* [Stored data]
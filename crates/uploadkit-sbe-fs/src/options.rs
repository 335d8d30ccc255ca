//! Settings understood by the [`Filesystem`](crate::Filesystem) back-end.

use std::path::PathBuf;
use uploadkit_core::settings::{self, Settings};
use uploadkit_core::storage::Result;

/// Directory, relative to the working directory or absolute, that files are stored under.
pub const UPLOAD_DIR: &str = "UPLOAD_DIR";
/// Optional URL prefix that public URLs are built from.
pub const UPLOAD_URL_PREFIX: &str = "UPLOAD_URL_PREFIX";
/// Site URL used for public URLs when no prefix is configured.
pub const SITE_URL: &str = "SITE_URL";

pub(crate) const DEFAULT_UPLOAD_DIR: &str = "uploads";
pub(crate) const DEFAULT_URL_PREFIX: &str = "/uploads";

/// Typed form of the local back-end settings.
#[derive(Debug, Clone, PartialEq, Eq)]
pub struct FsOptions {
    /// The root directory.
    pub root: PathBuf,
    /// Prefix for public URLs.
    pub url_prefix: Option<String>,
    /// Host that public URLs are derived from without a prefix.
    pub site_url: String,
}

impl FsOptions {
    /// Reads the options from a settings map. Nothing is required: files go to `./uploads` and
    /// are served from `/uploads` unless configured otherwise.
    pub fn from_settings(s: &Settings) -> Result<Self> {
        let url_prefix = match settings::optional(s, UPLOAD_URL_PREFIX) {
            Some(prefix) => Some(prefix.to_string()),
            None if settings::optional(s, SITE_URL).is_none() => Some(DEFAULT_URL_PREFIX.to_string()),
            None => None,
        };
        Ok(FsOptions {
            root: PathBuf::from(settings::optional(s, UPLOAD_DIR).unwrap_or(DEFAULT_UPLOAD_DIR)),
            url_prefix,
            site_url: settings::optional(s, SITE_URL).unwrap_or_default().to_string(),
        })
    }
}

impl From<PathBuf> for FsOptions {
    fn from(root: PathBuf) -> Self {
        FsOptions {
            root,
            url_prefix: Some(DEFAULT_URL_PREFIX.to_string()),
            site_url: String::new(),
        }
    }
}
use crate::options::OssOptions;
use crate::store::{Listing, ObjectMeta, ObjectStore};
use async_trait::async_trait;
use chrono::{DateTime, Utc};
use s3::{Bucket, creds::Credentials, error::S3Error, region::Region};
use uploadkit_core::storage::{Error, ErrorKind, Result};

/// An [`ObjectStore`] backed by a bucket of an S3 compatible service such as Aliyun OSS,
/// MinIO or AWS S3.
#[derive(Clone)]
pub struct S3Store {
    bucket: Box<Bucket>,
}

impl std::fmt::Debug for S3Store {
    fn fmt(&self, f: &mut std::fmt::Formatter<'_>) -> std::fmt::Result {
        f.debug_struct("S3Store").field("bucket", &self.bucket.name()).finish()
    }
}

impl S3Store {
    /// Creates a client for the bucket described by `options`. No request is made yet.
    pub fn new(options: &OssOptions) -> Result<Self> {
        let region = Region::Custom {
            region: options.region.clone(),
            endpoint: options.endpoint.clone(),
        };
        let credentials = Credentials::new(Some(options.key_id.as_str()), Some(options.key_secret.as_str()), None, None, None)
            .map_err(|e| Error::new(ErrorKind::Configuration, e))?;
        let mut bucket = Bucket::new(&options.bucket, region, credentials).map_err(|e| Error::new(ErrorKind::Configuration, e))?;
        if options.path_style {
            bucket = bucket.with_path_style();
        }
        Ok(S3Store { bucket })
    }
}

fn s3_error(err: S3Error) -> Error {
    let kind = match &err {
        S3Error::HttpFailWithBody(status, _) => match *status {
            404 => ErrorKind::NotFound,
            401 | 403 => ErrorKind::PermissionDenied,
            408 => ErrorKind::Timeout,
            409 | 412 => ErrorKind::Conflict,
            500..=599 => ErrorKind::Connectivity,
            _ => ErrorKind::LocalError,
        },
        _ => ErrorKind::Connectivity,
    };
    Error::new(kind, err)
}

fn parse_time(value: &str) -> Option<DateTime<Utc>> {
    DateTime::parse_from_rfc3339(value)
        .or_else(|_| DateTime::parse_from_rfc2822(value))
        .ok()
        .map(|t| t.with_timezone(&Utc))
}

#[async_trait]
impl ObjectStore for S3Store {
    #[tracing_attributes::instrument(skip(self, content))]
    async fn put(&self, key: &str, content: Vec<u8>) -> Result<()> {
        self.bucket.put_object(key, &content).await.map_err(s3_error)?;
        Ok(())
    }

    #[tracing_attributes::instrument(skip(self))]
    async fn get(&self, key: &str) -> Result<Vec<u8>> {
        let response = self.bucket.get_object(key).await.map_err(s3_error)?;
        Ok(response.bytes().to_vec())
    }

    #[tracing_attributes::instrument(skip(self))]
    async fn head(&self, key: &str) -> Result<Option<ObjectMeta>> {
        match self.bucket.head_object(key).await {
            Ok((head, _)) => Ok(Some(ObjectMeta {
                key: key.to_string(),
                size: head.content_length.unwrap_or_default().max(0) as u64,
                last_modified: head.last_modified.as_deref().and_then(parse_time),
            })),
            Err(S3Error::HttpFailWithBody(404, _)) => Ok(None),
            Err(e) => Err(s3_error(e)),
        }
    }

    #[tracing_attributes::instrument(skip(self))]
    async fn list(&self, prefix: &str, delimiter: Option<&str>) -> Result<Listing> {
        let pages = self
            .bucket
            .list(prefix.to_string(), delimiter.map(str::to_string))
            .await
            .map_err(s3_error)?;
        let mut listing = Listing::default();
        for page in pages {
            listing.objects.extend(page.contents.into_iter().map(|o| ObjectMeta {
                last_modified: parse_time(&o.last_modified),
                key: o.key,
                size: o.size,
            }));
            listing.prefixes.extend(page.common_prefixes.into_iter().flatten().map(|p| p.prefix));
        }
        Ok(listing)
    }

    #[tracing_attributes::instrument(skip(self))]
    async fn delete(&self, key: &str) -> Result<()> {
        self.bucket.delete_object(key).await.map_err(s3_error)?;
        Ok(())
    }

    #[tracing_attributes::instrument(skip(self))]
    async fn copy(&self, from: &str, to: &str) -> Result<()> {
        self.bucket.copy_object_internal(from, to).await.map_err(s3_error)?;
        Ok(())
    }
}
---
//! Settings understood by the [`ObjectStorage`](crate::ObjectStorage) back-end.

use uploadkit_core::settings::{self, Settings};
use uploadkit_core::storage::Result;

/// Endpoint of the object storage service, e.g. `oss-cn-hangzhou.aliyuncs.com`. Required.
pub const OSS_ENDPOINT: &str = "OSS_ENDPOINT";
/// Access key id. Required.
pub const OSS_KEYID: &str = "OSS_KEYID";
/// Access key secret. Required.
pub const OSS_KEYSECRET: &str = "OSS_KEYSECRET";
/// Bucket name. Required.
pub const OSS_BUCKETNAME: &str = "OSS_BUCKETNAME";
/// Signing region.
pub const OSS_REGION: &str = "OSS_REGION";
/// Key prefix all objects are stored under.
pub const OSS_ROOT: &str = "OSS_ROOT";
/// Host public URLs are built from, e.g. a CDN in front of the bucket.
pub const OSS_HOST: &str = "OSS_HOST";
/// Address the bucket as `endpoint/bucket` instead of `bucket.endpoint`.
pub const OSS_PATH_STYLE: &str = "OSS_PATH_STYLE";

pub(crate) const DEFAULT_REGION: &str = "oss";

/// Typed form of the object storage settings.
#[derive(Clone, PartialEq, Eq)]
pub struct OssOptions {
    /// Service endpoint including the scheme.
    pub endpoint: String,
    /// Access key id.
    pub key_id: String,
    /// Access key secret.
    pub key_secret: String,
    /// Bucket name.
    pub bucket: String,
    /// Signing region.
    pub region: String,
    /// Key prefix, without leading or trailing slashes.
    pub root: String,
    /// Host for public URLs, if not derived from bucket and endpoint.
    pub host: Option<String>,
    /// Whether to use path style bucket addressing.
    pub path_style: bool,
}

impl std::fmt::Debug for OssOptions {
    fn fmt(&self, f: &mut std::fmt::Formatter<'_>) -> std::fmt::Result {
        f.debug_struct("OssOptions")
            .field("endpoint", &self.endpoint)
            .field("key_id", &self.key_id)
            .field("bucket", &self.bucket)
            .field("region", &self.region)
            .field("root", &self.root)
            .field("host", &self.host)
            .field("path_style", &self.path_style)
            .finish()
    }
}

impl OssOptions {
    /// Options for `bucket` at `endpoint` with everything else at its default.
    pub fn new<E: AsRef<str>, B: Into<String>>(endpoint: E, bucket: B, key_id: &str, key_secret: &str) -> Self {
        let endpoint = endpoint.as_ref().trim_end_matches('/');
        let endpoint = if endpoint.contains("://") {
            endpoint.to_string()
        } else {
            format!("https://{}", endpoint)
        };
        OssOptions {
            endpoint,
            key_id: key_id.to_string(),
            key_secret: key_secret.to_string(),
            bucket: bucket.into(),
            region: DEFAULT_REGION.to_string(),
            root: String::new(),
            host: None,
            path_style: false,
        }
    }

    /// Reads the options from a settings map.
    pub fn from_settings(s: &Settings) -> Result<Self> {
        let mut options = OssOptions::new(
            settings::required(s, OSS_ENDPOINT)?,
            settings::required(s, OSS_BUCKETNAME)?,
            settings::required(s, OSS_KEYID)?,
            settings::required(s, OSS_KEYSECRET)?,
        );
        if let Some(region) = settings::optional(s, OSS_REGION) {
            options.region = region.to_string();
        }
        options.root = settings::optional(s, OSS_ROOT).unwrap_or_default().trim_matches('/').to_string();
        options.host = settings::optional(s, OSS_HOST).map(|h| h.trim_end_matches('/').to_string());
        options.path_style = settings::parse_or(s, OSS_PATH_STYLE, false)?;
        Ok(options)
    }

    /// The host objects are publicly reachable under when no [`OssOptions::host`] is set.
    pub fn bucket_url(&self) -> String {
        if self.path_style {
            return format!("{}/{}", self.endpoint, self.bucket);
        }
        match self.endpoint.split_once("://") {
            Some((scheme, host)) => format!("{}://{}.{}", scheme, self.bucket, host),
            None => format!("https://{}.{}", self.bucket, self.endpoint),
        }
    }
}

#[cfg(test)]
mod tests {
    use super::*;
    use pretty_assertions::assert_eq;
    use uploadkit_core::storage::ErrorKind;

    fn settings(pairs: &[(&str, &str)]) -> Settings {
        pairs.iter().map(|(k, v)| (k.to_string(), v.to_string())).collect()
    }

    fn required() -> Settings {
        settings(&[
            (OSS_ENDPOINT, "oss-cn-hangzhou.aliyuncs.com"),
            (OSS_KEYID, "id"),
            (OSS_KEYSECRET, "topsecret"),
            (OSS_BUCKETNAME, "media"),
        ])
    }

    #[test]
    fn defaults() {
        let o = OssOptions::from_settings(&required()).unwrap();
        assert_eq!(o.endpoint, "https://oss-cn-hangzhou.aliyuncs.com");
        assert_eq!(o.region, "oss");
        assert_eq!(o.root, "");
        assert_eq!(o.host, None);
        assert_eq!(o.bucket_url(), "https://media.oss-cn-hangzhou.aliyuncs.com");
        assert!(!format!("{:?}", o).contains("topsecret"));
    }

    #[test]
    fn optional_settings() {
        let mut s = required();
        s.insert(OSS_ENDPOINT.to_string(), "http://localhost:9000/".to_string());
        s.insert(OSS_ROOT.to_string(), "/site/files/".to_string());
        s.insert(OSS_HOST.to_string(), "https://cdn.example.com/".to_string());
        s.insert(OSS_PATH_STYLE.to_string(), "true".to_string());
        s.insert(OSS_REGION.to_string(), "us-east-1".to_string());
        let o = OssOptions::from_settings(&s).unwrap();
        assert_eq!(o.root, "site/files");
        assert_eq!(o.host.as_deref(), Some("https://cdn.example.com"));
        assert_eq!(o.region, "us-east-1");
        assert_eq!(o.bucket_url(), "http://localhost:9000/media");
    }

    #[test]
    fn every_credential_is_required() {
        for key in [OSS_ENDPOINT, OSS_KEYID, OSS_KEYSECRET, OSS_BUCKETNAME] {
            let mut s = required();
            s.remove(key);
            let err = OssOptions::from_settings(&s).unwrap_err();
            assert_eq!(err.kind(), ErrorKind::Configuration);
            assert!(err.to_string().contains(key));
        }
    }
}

* [REQUIRED WORK] Would you please copy exactly the part of the entries above that begins at the line containing "filename crates/uploadkit-sbe-fs/src/options.rs" and ends at the line containing "are built from.", both lines included?

* [TASK RESULT]
filename crates/uploadkit-sbe-fs/src/options.rs
repository 335d8d30ccc255ca
//! Settings understood by the [`Filesystem`](crate::Filesystem) back-end.

use std::path::PathBuf;
use uploadkit_core::settings::{self, Settings};
use uploadkit_core::storage::Result;

/// Directory, relative to the working directory or absolute, that files are stored under.
pub const UPLOAD_DIR: &str = "UPLOAD_DIR";
/// Optional URL prefix that public URLs are built from.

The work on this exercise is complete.